The numbers of transfusion episodes and transfused units of red blood cell concentrate in the two periods were recorded for the whole cohort in 2003 and processed in pseudonymised form. Occurrences of irregular blood group antibodies before transfusion were stored in pseudonymised form.

In 2006, the Norwegian Directorate of Health gave its consent to applications to access the records of patients who were registered in the National Population Registry as having died and who had been over 15 years old at the time of the transfusion.

As per 15 February 2008, the Population Registry was consulted regarding patients who were registered as having died. At the end of February 2008, a letter was sent to all assumed survivors who had been aged over 15 at the time of the transfusion. The letter contained a request for consent to access the records, and the recipient was asked to give a new blood sample for examination for irregular blood group antibodies. Reminders were not sent. The Population Registry was also consulted with respect to patients who had died when all the data was compiled as at 1 February 2009.

Testing for occurrences of irregular blood group antibodies in patients who gave a new blood sample in 2008 was carried out as pretransfusion testing, using the same method that was used in 2003. The results were stored in pseudonymised form.

Review of patient records

All records to which access had been consented were reviewed by one of the authors (IN). All data collection was terminated as at March 2009. ICD 10 diagnosis, surgical interventions, transfusions and patient notes about transfusion and the occurrence of irregular blood group antibodies prior to transfusion and according to a new survey in 2008 were registered and stored in pseudonymised form.

Statistics

The Mann-Whitney U test was used to test the difference between the medians of two groups with non-normal distribution. The chi-square test and the chi-square test for trends were used to test proportions.

Results

Patient characteristics at the time of transfusion

During the two recording periods, red blood cell transfusions were given to 179 and 169 patients, respectively, a total of 348. There were 178 women and 170 men. The age distribution is shown in Fig. 2 – the median age was 62.8, the spread 0 – 99 years. 188 patients (54 %) were aged 60 or over; there were 38 (11 %) in the age group 0 – 10.

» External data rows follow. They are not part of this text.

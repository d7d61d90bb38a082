//! C2: fan-out event bus with per-channel subscriber buffers, heartbeat,
//! and "initial state" replay on connect.

mod bus;

pub use bus::{EventBus, EventReceiver};
use std::sync::atomic::{AtomicBool, Ordering};
use std::sync::{Arc, Condvar, Mutex};

use crate::sync_ext::CondvarExt;

/// Cooperative cancellation flag checked at every segment and stage boundary
/// (spec.md §4.5). Cheap to clone and share across the runner and the
/// queue's pause/cancel handlers.
#[derive(Clone, Default)]
pub struct CancelToken(Arc<AtomicBool>);

impl CancelToken {
    pub fn new() -> Self {
        CancelToken(Arc::new(AtomicBool::new(false)))
    }

    pub fn cancel(&self) {
        self.0.store(true, Ordering::SeqCst);
    }

    pub fn is_cancelled(&self) -> bool {
        self.0.load(Ordering::SeqCst)
    }
}

/// Cooperative pause gate checked alongside `CancelToken` at the same
/// boundaries. Queue operations (C6) flip this; the runner blocks on it
/// between segments rather than mid-segment.
#[derive(Clone)]
pub struct PauseGate(Arc<(Mutex<bool>, Condvar)>);

impl PauseGate {
    pub fn new() -> Self {
        PauseGate(Arc::new((Mutex::new(false), Condvar::new())))
    }

    pub fn pause(&self) {
        let (lock, cv) = &*self.0;
        *lock.lock().unwrap_or_else(|e| e.into_inner()) = true;
        cv.notify_all();
    }

    pub fn resume(&self) {
        let (lock, cv) = &*self.0;
        *lock.lock().unwrap_or_else(|e| e.into_inner()) = false;
        cv.notify_all();
    }

    pub fn is_paused(&self) -> bool {
        let (lock, _) = &*self.0;
        *lock.lock().unwrap_or_else(|e| e.into_inner())
    }

    /// Blocks until resumed or `cancel` latches `cancelled`. Returns `true`
    /// if the wait ended because of a cancel rather than a resume.
    pub fn wait_while_paused(&self, cancel: &CancelToken) -> bool {
        let (lock, cv) = &*self.0;
        let guard = lock.lock().unwrap_or_else(|e| e.into_inner());
        let _guard = cv.wait_while_unpoisoned(guard, |paused| *paused && !cancel.is_cancelled());
        cancel.is_cancelled()
    }
}

impl Default for PauseGate {
    fn default() -> Self {
        Self::new()
    }
}

#[cfg(test)]
mod tests {
    use super::*;

    #[test]
    fn starts_uncancelled_and_latches_once_cancelled() {
        let token = CancelToken::new();
        assert!(!token.is_cancelled());
        token.cancel();
        assert!(token.is_cancelled());
    }

    #[test]
    fn clone_shares_the_same_flag() {
        let token = CancelToken::new();
        let clone = token.clone();
        clone.cancel();
        assert!(token.is_cancelled());
    }

    #[test]
    fn pause_gate_wait_returns_immediately_when_not_paused() {
        let gate = PauseGate::new();
        let cancel = CancelToken::new();
        assert!(!gate.wait_while_paused(&cancel));
    }

    #[test]
    fn pause_gate_wait_unblocks_on_cancel() {
        let gate = PauseGate::new();
        let cancel = CancelToken::new();
        gate.pause();
        cancel.cancel();
        assert!(gate.wait_while_paused(&cancel));
    }

    #[test]
    fn pause_gate_resume_clears_paused_state() {
        let gate = PauseGate::new();
        gate.pause();
        assert!(gate.is_paused());
        gate.resume();
        assert!(!gate.is_paused());
    }
}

Figure 2  Age distribution of the 348 patients

Survival and access to patient records

Fig. 1 is an overview of developments in the study and the patient population. As at 15 February 2008, 170 (49 %) were registered in the Population Registry as having died, 97 of them men and four who were less than 15 years old at the time of the transfusion. There were insufficient personal details about 16 patients to find them in the Population Registry, and two had moved abroad. Letters were not sent to 20 survivors who were less than 15 years old at the time of transfusion. One patient aged over 15 was not sent a letter, due to a mistake. Thus letters were sent to 139 assumed survivors. Replies were received from 47, all giving consent to access to their records.

A search in the Population Registry at the beginning of March 2009 found a further 11 patients registered as having died. Four of them had given consent to access to their records. This brought the number of patients registered as having died to 181 (52 %). Complete records were available for 218 of the 220 who had given consent to access. Crude survival for up to 5 3/4 years, based on the number actually registered as dead, is shown in Fig. 3.

Figure 3  Unadjusted survival curve for 330 of the 348 patients. Personal details for 16 of the patients were not available for tracking survival. Two patients had moved abroad.

Diagnoses and mention of the transfusion in patient records

The primary ICD 10 diagnosis was found for 176 deceased and 42 surviving patients, 218 in all, as at 1 February 2009 (Table 1).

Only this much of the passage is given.